Member of the Provincial Assembly of Sindh
- In office 13 August 2018 – 11 August 2023
- Constituency: PS-51 Umerkot-III
- In office May 2008 – 28 May 2018

Personal details
- Born: 25 July 1973 (age 53) Umerkot, Sindh, Pakistan
- Party: PPP (2013-present)
- Parents: Nawab Yousuf Talpur (father); Saba Talpur (mother);

= Nawab Muhammad Taimur Talpur =

Pakistani politician

Nawab Muhammad Taimur Talpur is a Pakistani politician and stalwart member of the Pakistan People's Party. He is the son of the senior politician (late) Nawab Yousuf Talpur and is currently a member of the Provincial Assembly of Sindh, elected for the fourth consecutive time as MPA from his constituency PS-51 Umerkot III. He also served as the Provincial Minister for Information, Science and Technology from 2018 to 2023. Talpur completed his higher education from London, England, in 2001.

==Early life and education==

He was born on 25 July 1979 in Karachi.

He has a degree of Bachelor of Business Administration and a degree of Master of Business Administration in International Management.

==Political career==

He was elected to the Provincial Assembly of Sindh as a candidate of Pakistan Peoples Party (PPP) from Constituency PS-68 UMERKOT-I in the 2013 Pakistani general election.
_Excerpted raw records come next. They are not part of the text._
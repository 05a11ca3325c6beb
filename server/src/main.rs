use axum::routing::get;
use folio_server::auth::LogNotifier;
use folio_server::config::Config;
use folio_server::{
    AppState, ExpiryMonitor, FileStore, KeyValueStore, MemoryStore, SessionManager, build_router,
};
use metrics_exporter_prometheus::{PrometheusBuilder, PrometheusHandle};
use std::net::SocketAddr;
use std::sync::Arc;
use tracing::{info, warn};
use tracing_subscriber::{layer::SubscriberExt, util::SubscriberInitExt};

/// Endpoint to expose metrics in Prometheus format
async fn prometheus_metrics(handle: PrometheusHandle) -> String {
    handle.render()
}

/// Resolve on Ctrl+C so the server can drain and the monitor can stop
async fn shutdown_signal() {
    if let Err(e) = tokio::signal::ctrl_c().await {
        warn!("Failed to listen for shutdown signal: {}", e);
        std::future::pending::<()>().await;
    }
    info!("Shutdown signal received");
}

#[tokio::main]
async fn main() -> anyhow::Result<()> {
    // Initialize tracing
    tracing_subscriber::registry()
        .with(
            tracing_subscriber::EnvFilter::try_from_default_env()
                .unwrap_or_else(|_| "folio=debug,folio_server=debug,tower_http=debug".into()),
        )
        .with(tracing_subscriber::fmt::layer())
        .init();

    // Initialize Prometheus metrics recorder (must be done before any metrics are recorded)
    let prometheus_handle = PrometheusBuilder::new().install_recorder()?;

    // Load configuration from environment
    let config = Config::from_env();
    info!(
        "Loaded configuration: host={}, port={}, session_duration={:?}",
        config.host, config.port, config.session.duration
    );

    let store: Arc<dyn KeyValueStore> = match config.storage.path {
        Some(ref path) => {
            info!("Persisting users and session to {:?}", path);
            Arc::new(FileStore::new(path))
        }
        None => {
            warn!("FOLIO_STORE_PATH not set - users and session are kept in memory only");
            Arc::new(MemoryStore::new())
        }
    };

    let auth_config = config.auth();
    let check_interval = auth_config.check_interval;
    let session_manager = Arc::new(SessionManager::with_config(store, auth_config));

    // Log the session restored from storage, expiring it if it is stale
    match session_manager.current_user().await {
        Some(user) => info!("Restored session for {}", user),
        None => info!("No active session"),
    }

    // Periodic expiry check
    let mut monitor =
        ExpiryMonitor::start(session_manager.clone(), check_interval, Arc::new(LogNotifier));

    let app_state = AppState::with_session_manager(session_manager);
    let app = build_router(app_state).route(
        "/metrics/prometheus",
        get(move || prometheus_metrics(prometheus_handle.clone())),
    );

    // Start the server
    let addr: SocketAddr = format!("{}:{}", config.host, config.port).parse()?;
    info!("Folio server listening on {}", addr);

    let listener = tokio::net::TcpListener::bind(addr).await?;
    axum::serve(listener, app)
        .with_graceful_shutdown(shutdown_signal())
        .await?;

    monitor.stop();
    info!("Folio server stopped");
    Ok(())
}
//! Time sources for session timestamps

use std::sync::atomic::{AtomicU64, Ordering};
use std::time::{Duration, SystemTime, UNIX_EPOCH};

/// Source of "now" in epoch milliseconds
pub trait Clock: Send + Sync {
    fn now_millis(&self) -> u64;
}

/// Wall-clock time
#[derive(Debug, Clone, Copy, Default)]
pub struct SystemClock;

impl Clock for SystemClock {
    fn now_millis(&self) -> u64 {
        now_millis()
    }
}

/// Get current timestamp in milliseconds
pub fn now_millis() -> u64 {
    SystemTime::now()
        .duration_since(UNIX_EPOCH)
        .unwrap_or_default()
        .as_millis() as u64
}

/// Clock that only moves when told to. Used to exercise expiry without waiting.
#[derive(Debug, Default)]
pub struct ManualClock {
    now: AtomicU64,
}

impl ManualClock {
    pub fn new(start_millis: u64) -> Self {
        Self {
            now: AtomicU64::new(start_millis),
        }
    }

    pub fn set(&self, millis: u64) {
        self.now.store(millis, Ordering::SeqCst);
    }

    pub fn advance(&self, by: Duration) {
        self.now.fetch_add(by.as_millis() as u64, Ordering::SeqCst);
    }
}

impl Clock for ManualClock {
    fn now_millis(&self) -> u64 {
        self.now.load(Ordering::SeqCst)
    }
}
/// Persist the mutable fields of `todo`, stamping `updated_at`. `None` when
/// the row is gone.
fn write_todo(conn: &Connection, mut todo: Todo) -> Result<Option<Todo>, GrowlogError> {
    todo.updated_at = now_millis_precision();
    let affected = conn
        .execute(
            "UPDATE todos SET title = ?1, done = ?2, date = ?3, updated_at = ?4
             WHERE id = ?5 AND user_id = ?6",
            rusqlite::params![
                todo.title,
                todo.done as i32,
                todo.date.to_string(),
                todo.updated_at.timestamp_millis(),
                todo.id.to_string(),
                todo.user_id.to_string(),
            ],
        )
        .map_err(|e| GrowlogError::Storage(format!("Failed to update todo: {}", e)))?;
    Ok((affected > 0).then_some(todo))
}

/// Repository for todo items.
#[derive(Clone, Debug)]
pub struct TodoRepository {
    db: Arc<Database>,
}
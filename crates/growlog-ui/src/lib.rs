//! Growlog UI crate - embedded HTML for the API documentation page.
//!
//! The Swagger UI shell is embedded at compile time via `include_str!` and
//! rendered per request with the OpenAPI document URL and the sample token
//! the page should pre-authorize with.
//!
//! # Usage
//!
//! ```rust,ignore
//! use growlog_ui::docs::render_swagger_page;
//!
//! async fn docs_handler() -> axum::response::Html<String> {
//!     axum::response::Html(render_swagger_page("/api-docs/openapi.json", ""))
//! }
//! ```

pub mod docs;

pub use docs::{render_swagger_page, SWAGGER_HTML};
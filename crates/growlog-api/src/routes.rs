//! Router setup with all API routes and middleware.
//!
//! Public routes (root, health, auth, reflections, docs) and routes gated
//! by [`crate::auth::require_auth`] (todos, emotions, daily) share one
//! ingress pipeline.

use axum::extract::DefaultBodyLimit;
use axum::routing::{get, patch, post};
use axum::Router;
use tokio::signal;
use tracing::{info, warn};

use growlog_core::config::GrowlogConfig;
use growlog_core::error::GrowlogError;

use crate::handlers;
use crate::ingress;
use crate::state::AppState;

/// Create the axum Router with all routes and middleware.
///
/// Layers run outermost first: CORS, access log, JSON body check, then the
/// auth gate. The gate runs before routing and covers every path under the
/// protected prefixes, unmatched ones included. `/health` skips both.
pub fn create_router(state: AppState) -> Router {
    // Routes that do NOT require authentication.
    let public_routes = Router::new()
        .route("/", get(handlers::root))
        .route("/auth/signup", post(handlers::signup))
        .route("/auth/login", post(handlers::login))
        .route("/auth/me", get(handlers::me))
        .route(
            "/reflections",
            get(handlers::list_reflections).post(handlers::create_reflection),
        )
        .route(
            "/reflections/{id}",
            get(handlers::get_reflection).delete(handlers::delete_reflection),
        );

    // Everything under auth::PROTECTED_PREFIXES.
    let protected_routes = Router::new()
        .route(
            "/todos",
            get(handlers::list_todos).post(handlers::create_todo),
        )
        .route(
            "/todos/{id}",
            get(handlers::get_todo)
                .patch(handlers::update_todo)
                .delete(handlers::delete_todo),
        )
        .route("/todos/{id}/toggle", patch(handlers::toggle_todo))
        .route(
            "/emotions",
            get(handlers::list_emotions).post(handlers::create_emotion),
        )
        .route(
            "/emotions/{id}",
            axum::routing::delete(handlers::delete_emotion),
        )
        .route("/daily", get(handlers::daily_range))
        .route("/daily/{date}", get(handlers::daily_log));

    let mut router = public_routes.merge(protected_routes);
    if state.config.docs_enabled() {
        router = router.merge(crate::docs::routes());
    } else {
        info!("API documentation disabled");
    }

    router
        // Set before the layers below so they wrap it.
        .fallback(handlers::not_found)
        .layer(axum::middleware::from_fn_with_state(
            state.clone(),
            crate::auth::require_auth,
        ))
        .layer(DefaultBodyLimit::max(ingress::MAX_BODY_BYTES))
        .layer(axum::middleware::from_fn(ingress::json_body))
        // Added after the body check so liveness never depends on the body.
        .route("/health", get(handlers::health))
        .layer(ingress::trace_layer())
        .layer(ingress::cors_layer())
        .with_state(state)
}

/// Start the HTTP server on the configured address.
///
/// Runs until Ctrl+C or SIGTERM, then drains in-flight requests.
pub async fn start_server(config: &GrowlogConfig, state: AppState) -> Result<(), GrowlogError> {
    let addr = format!("{}:{}", config.server.host, config.server.port);
    let router = create_router(state);

    let listener = tokio::net::TcpListener::bind(&addr).await.map_err(|e| {
        tracing::error!(error = %e, "Failed to bind {}", addr);
        GrowlogError::Io(e)
    })?;

    info!(
        "Growlog API listening on http://{} ({})",
        addr, config.server.environment
    );
    if config.docs_enabled() {
        info!("API docs at http://{}{}", addr, crate::docs::DOCS_PATH);
    }

    axum::serve(listener, router)
        .with_graceful_shutdown(shutdown_signal())
        .await?;

    info!("Server stopped");
    Ok(())
}

/// Resolves on Ctrl+C or, on Unix, SIGTERM.
async fn shutdown_signal() {
    let ctrl_c = async {
        if let Err(e) = signal::ctrl_c().await {
            warn!(error = %e, "Failed to install Ctrl+C handler");
            std::future::pending::<()>().await;
        }
    };

    #[cfg(unix)]
    let terminate = async {
        match signal::unix::signal(signal::unix::SignalKind::terminate()) {
            Ok(mut sigterm) => {
                sigterm.recv().await;
            }
            Err(e) => {
                warn!(error = %e, "Failed to install SIGTERM handler");
                std::future::pending::<()>().await;
            }
        }
    };

    #[cfg(not(unix))]
    let terminate = std::future::pending::<()>();

    tokio::select! {
        _ = ctrl_c => info!("Ctrl+C received, shutting down"),
        _ = terminate => info!("SIGTERM received, shutting down"),
    }
}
He was re-elected to Provincial Assembly of Sindh as a candidate of PPP from Constituency PS-53 (Umerkot-III) in the 2018 Pakistani general election.

On 15 October 2018, he was inducted into the provincial Sindh cabinet of Chief Minister Syed Murad Ali Shah and was appointed as Provincial Minister of Sindh for information science and technology with the additional ministerial portfolio of environment climate change and coastal development.